Mr. Gatlin next assigns error to the court's finding that he had given his personal guaranty on the note. Mr. Gatlin contends that he signed as a surety and not as a guarantor. Thus, this action should have been dismissed for Dr. Lutz's failure to sue the principle, Design.
RCW 62A.3-416(1) explains the meaning and significance of words of guaranty added to a signature. The section provides:
(1) "Payment guarantee" or equivalent words added to a signature mean that the signer engages that if the instrument is not paid when due he will pay it according to its tenor Without resort by the holder to any other party.
(Italics ours.) RCW 62A.3-416(3) states the rule of construction regarding words of guaranty. "(3) Words of guaranty which do not otherwise specify (,) guarantee payment." Thus, when there is ambiguity with respect to the nature of the undertaking, there is a presumption that the person signed as a guarantor and not as a surety.
The record confirms the finding that Gatlin signed the note in the following manner: "Personally guaranteed by Howard Gatlin." Mr. Strickler stated that during the negotiations, Mr. Gatlin:
. . . kept stressing to him (Dr.

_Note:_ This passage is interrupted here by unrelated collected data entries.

use super::Validator;
use std::{
	fmt::Display,
	net::{AddrParseError, IpAddr},
};
use thiserror::Error;

/// A Domain as defined by RFC. This can either be a fully-qualified domain name or an IP literal.
#[derive(Clone, Hash, PartialEq, Eq, Debug)]
pub enum Domain {
	FQDN(String),
	Literal(IpAddr),
}

impl Display for Domain {
	fn fmt(&self, f: &mut std::fmt::Formatter<'_>) -> std::fmt::Result {
		match self {
			Self::FQDN(domain) => write!(f, "{}", domain),
			Self::Literal(IpAddr::V4(ip)) => write!(f, "[{}]", ip),
			Self::Literal(IpAddr::V6(ip)) => write!(f, "[IPv6:{}]", ip),
		}
	}
}

impl std::str::FromStr for Domain {
	type Err = ParseDomainError;

	/// Parses a correctly formed Domain into this struct. Names are case
	/// insensitive, so they're kept lowercase to make comparisons simple.
	fn from_str(s: &str) -> Result<Self, Self::Err> {
		if Validator::validate_domain(s) {
			Ok(Self::FQDN(s.to_ascii_lowercase()))
		} else if let Some(stripped) = s.strip_prefix('[').and_then(|s| s.strip_suffix(']')) {
			let ip = if let Some(ipv6_literal) = stripped.strip_prefix("IPv6:") {
				// Only parse ipv6 if it claims to be one
				IpAddr::V6(ipv6_literal.parse()?)
			} else {
				IpAddr::V4(stripped.parse()?)
			};
			Ok(Self::Literal(ip))
		} else {
			Err(ParseDomainError::InvalidDomain)
		}
	}
}

#[derive(Error, Debug)]
pub enum ParseDomainError {
	#[error("failed to parse address")]
	AddrParseError(#[from] AddrParseError),
	#[error("invalid domain or address")]
	InvalidDomain,
}
use thiserror::Error;

use super::Validator;

#[derive(Clone, Debug, PartialEq, Eq)]
pub struct LocalPart(String);

impl LocalPart {
	/// The mailbox this local part is delivered to: lowercased, and without
	/// anything following a '+'.
	pub fn mailbox(&self) -> String {
		let base = match self.0.split_once('+') {
			Some((base, _detail)) => base,
			None => &self.0,
		};

		base.to_lowercase()
	}
}

impl std::fmt::Display for LocalPart {
	fn fmt(&self, f: &mut std::fmt::Formatter<'_>) -> std::fmt::Result {
		write!(f, "{}", self.0)
	}
}

impl std::str::FromStr for LocalPart {
	type Err = InvalidLocalPart;
	fn from_str(s: &str) -> Result<Self, Self::Err> {
		if Validator::validate_local_part(s) {
			Ok(Self(s.to_owned()))
		} else {
			Err(InvalidLocalPart::InvalidSyntax)
		}
	}
}

#[derive(Error, Debug)]
pub enum InvalidLocalPart {
	#[error("invalid local part syntax")]
	InvalidSyntax,
}
use thiserror::Error;

use crate::lmtp::{Dsn, Envelope};

pub trait Resolver: Send + Sync {
	/// Classify a recipient address, as it appeared between the angle brackets
	/// of a RCPT command. An Ok value with a class other than success means the
	/// address is undeliverable; an Err means we couldn't find out right now.
	fn resolve(&self, address: &str) -> Result<Dsn, ResolveError>;
}

pub trait Store: Send + Sync {
	/// Deliver a message to every recipient in the envelope in one go.
	///
	/// Recipients that couldn't be delivered to should have their dsn updated;
	/// the server reports each one individually after the call returns. An Err
	/// means nothing was delivered at all.
	fn insert(&self, envelope: &mut Envelope) -> Result<(), StoreError>;
}

#[derive(Error, Debug)]
pub enum ResolveError {
	#[error("recipient lookup unavailable: {0}")]
	Unavailable(String),
	#[error("recipient lookup failed")]
	Io(#[from] std::io::Error),
}

#[derive(Error, Debug)]
pub enum StoreError {
	#[error("message store unavailable: {0}")]
	Unavailable(String),
	#[error("failed to write message")]
	Io(#[from] std::io::Error),
}
pub mod config;
pub mod delivery;
pub mod lmtp;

Lutz) that it was the only investment that Dr. Lutz would ever get involved in that would be 100 percent guaranteed, that he could not lose money and that he stood to make nothing but money. . . . It was all centered around the fact that he was going to guarantee the loan 100 percent.

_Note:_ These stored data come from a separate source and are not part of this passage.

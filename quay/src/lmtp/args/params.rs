use std::str::FromStr;

/// The keyword=value pairs following the address of a MAIL or RCPT command
#[derive(Clone, Debug, Default, PartialEq)]
pub struct MailParameters {
	parameters: Vec<(String, Option<String>)>,
}

impl MailParameters {
	/// The value of a parameter, looked up without regard to case. A keyword
	/// given without a value is present but returns Some(None).
	pub fn get(&self, keyword: &str) -> Option<Option<&str>> {
		self.parameters
			.iter()
			.find(|(key, _)| key.eq_ignore_ascii_case(keyword))
			.map(|(_, value)| value.as_deref())
	}

	pub fn body(&self) -> Option<Body> {
		self.get("BODY").flatten().map(Body::from)
	}
}

impl FromStr for MailParameters {
	type Err = std::convert::Infallible;

	fn from_str(s: &str) -> Result<Self, Self::Err> {
		let parameters = s
			.split_ascii_whitespace()
			.map(|param| match param.split_once('=') {
				Some((key, value)) => (key.to_owned(), Some(value.to_owned())),
				None => (param.to_owned(), None),
			})
			.collect();

		Ok(Self { parameters })
	}
}

/// The BODY parameter of RFC 1652 and RFC 3030
#[derive(Clone, Debug, PartialEq)]
pub enum Body {
	SevenBit,
	EightBitMime,
	BinaryMime,
	Other(String),
}

impl Body {
	/// We only ever carry 7bit data
	pub fn is_supported(&self) -> bool {
		!matches!(self, Body::EightBitMime | Body::BinaryMime)
	}
}

impl From<&str> for Body {
	fn from(value: &str) -> Self {
		if value.eq_ignore_ascii_case("7BIT") {
			Body::SevenBit
		} else if value.eq_ignore_ascii_case("8BITMIME") {
			Body::EightBitMime
		} else if value.eq_ignore_ascii_case("BINARYMIME") {
			Body::BinaryMime
		} else {
			Body::Other(value.to_owned())
		}
	}
}
use std::{path::PathBuf, sync::Arc, time::Duration};

use anyhow::{Context, anyhow};
use clap::{Parser, Subcommand};
use citycast_core::{
    Config, FileStore, ForecastWorkflow, LoadOutcome, Lookup, PreferenceStore, SearchOutcome,
    WorkflowSettings, provider::provider_from_config,
};
use inquire::{Confirm, Password, Select, Text};

use crate::render::{render_state, render_suggestions};

/// Top-level CLI struct.
#[derive(Debug, Parser)]
#[command(name = "citycast", version, about = "City weather lookup")]
pub struct Cli {
    /// Use this config file instead of the platform default.
    #[arg(long, global = true)]
    pub config: Option<PathBuf>,

    #[command(subcommand)]
    pub command: Command,
}

#[derive(Debug, Subcommand)]
pub enum Command {
    /// Set the weatherapi.com API key and default city.
    Configure,

    /// Show the forecast for the last city, or for CITY if given.
    Show {
        /// City name; the first search match is selected and remembered.
        city: Option<String>,
    },

    /// Search for a city interactively and show its forecast.
    Search {
        /// Initial query; prompted for if absent.
        query: Option<String>,
    },

    /// Print the remembered city.
    Last,
}

impl Cli {
    pub async fn run(self) -> anyhow::Result<()> {
        let config_path = match self.config {
            Some(path) => path,
            None => Config::config_file_path()?,
        };
        let config = Config::load_from(&config_path)?;

        match self.command {
            Command::Configure => configure(config, &config_path),
            Command::Show { city } => show(&config, city).await,
            Command::Search { query } => search(&config, query).await,
            Command::Last => last(&config).await,
        }
    }
}

fn configure(mut config: Config, path: &std::path::Path) -> anyhow::Result<()> {
    let api_key = Password::new("weatherapi.com API key:")
        .without_confirmation()
        .prompt()
        .context("Failed to read API key")?;
    if !api_key.trim().is_empty() {
        config.set_api_key(api_key.trim().to_string());
    }

    let default_city = Text::new("Default city:")
        .with_default(&config.default_city)
        .prompt()
        .context("Failed to read default city")?;
    config.default_city = default_city;

    config.save_to(path)?;
    println!("Saved configuration to {}", path.display());
    Ok(())
}

fn preferences(config: &Config) -> anyhow::Result<PreferenceStore> {
    let path = config.store_file_path()?;
    tracing::debug!(path = %path.display(), "using preference file");
    Ok(PreferenceStore::new(Arc::new(FileStore::new(path))))
}

fn build_workflow(config: &Config) -> anyhow::Result<Arc<ForecastWorkflow>> {
    let provider = provider_from_config(config)?;
    Ok(Arc::new(ForecastWorkflow::new(
        Arc::from(provider),
        preferences(config)?,
        WorkflowSettings::from(config),
    )))
}

async fn show(config: &Config, city: Option<String>) -> anyhow::Result<()> {
    let wf = build_workflow(config)?;

    let outcome = match city {
        None => wf.initialize().await,
        Some(city) => {
            match wf.search_now(&city).await {
                SearchOutcome::Ignored => {
                    return Err(anyhow!(
                        "City name '{city}' is too short; use more than {} characters.",
                        config.min_query_len
                    ));
                }
                SearchOutcome::Failed => {
                    return Err(anyhow!("City search for '{city}' failed; see log output."));
                }
                SearchOutcome::Applied | SearchOutcome::Superseded => {}
            }

            let suggestions = wf.snapshot().suggestions;
            let first = suggestions
                .first()
                .cloned()
                .ok_or_else(|| anyhow!("No city matching '{city}'."))?;
            if suggestions.len() > 1 {
                print!("Matches:\n{}", render_suggestions(&suggestions));
                println!("Using {}\n", first.label());
            }
            wf.select_city(&first).await
        }
    };

    print!("{}", render_state(&wf.snapshot()));
    if outcome == LoadOutcome::Failed {
        return Err(anyhow!("Forecast unavailable."));
    }
    Ok(())
}

async fn search(config: &Config, query: Option<String>) -> anyhow::Result<()> {
    let wf = build_workflow(config)?;
    let driver = tokio::spawn(Arc::clone(&wf).run_search_driver());
    let mut updates = wf.subscribe();
    // Long enough for the debounce to fire and the request to come back.
    let wait = wf.settings().debounce + Duration::from_secs(config.request_timeout_secs);

    wf.open_search();
    let mut next_query = query;

    let selection = loop {
        let query = match next_query.take() {
            Some(q) => q,
            None => Text::new("Search city:").prompt().context("Failed to read query")?,
        };

        if query.chars().count() <= wf.settings().min_query_len {
            println!("Type more than {} characters.", wf.settings().min_query_len);
            continue;
        }

        updates.borrow_and_update();
        wf.on_search_input(&query);

        if tokio::time::timeout(wait, updates.changed()).await.is_err() {
            println!("City search for '{query}' got no response; see log output.");
            continue;
        }

        let suggestions = wf.snapshot().visible_suggestions().to_vec();
        if suggestions.is_empty() {
            println!("No city matching '{query}'.");
            continue;
        }

        let labels: Vec<String> = suggestions.iter().map(|s| s.label()).collect();
        let picked = Select::new("Pick a city:", labels)
            .raw_prompt_skippable()
            .context("Failed to read selection")?;
        match picked {
            Some(option) => break suggestions[option.index].clone(),
            None => continue,
        }
    };

    driver.abort();

    let mut outcome = wf.select_city(&selection).await;
    print!("{}", render_state(&wf.snapshot()));

    while outcome == LoadOutcome::Failed {
        let again = Confirm::new("Retry?").with_default(true).prompt().unwrap_or(false);
        if !again {
            return Err(anyhow!("Forecast unavailable."));
        }
        outcome = wf.retry().await.unwrap_or(LoadOutcome::Failed);
        print!("{}", render_state(&wf.snapshot()));
    }

    Ok(())
}

async fn last(config: &Config) -> anyhow::Result<()> {
    match preferences(config)?.last_city().await {
        Lookup::Found(city) => println!("{city}"),
        Lookup::NotFound => {
            println!("No city remembered yet; showing {} by default.", config.default_city)
        }
        Lookup::ReadError(e) => {
            return Err(anyhow!(e).context("Failed to read the remembered city"));
        }
    }
    Ok(())
}
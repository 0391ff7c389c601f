use thiserror::Error;

/// Failures talking to the weather API.
#[derive(Debug, Error)]
pub enum WeatherError {
    #[error("request to weather API failed: {0}")]
    Http(#[from] reqwest::Error),

    #[error("weather API returned status {status}: {body}")]
    Status { status: reqwest::StatusCode, body: String },

    #[error("failed to decode weather API response: {0}")]
    Decode(#[from] serde_json::Error),

    #[error("no location matching '{0}'")]
    NotFound(String),

    #[error("weather API response contained no forecast days")]
    EmptyForecast,
}

/// Failures of the persistent key-value store.
#[derive(Debug, Error)]
pub enum StoreError {
    #[error("store I/O failed: {0}")]
    Io(#[from] std::io::Error),

    #[error("store file {path} is corrupt: {source}")]
    Corrupt {
        path: String,
        #[source]
        source: serde_json::Error,
    },

    #[error("failed to serialize store contents: {0}")]
    Serialize(#[source] serde_json::Error),
}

These statements strongly indicate that Mr. Gatlin signed the note and intended, to personally guarantee the loan. The only rebuttal evidence which Mr. Gatlin offered to these statements was that he did not recall whether he had ever signed the note. We conclude there was sufficient evidence to show that Gatlin signed as a guarantor. There is nothing in the record to overcome the presumption that payment was guaranteed. RCW 62A.3-416(3).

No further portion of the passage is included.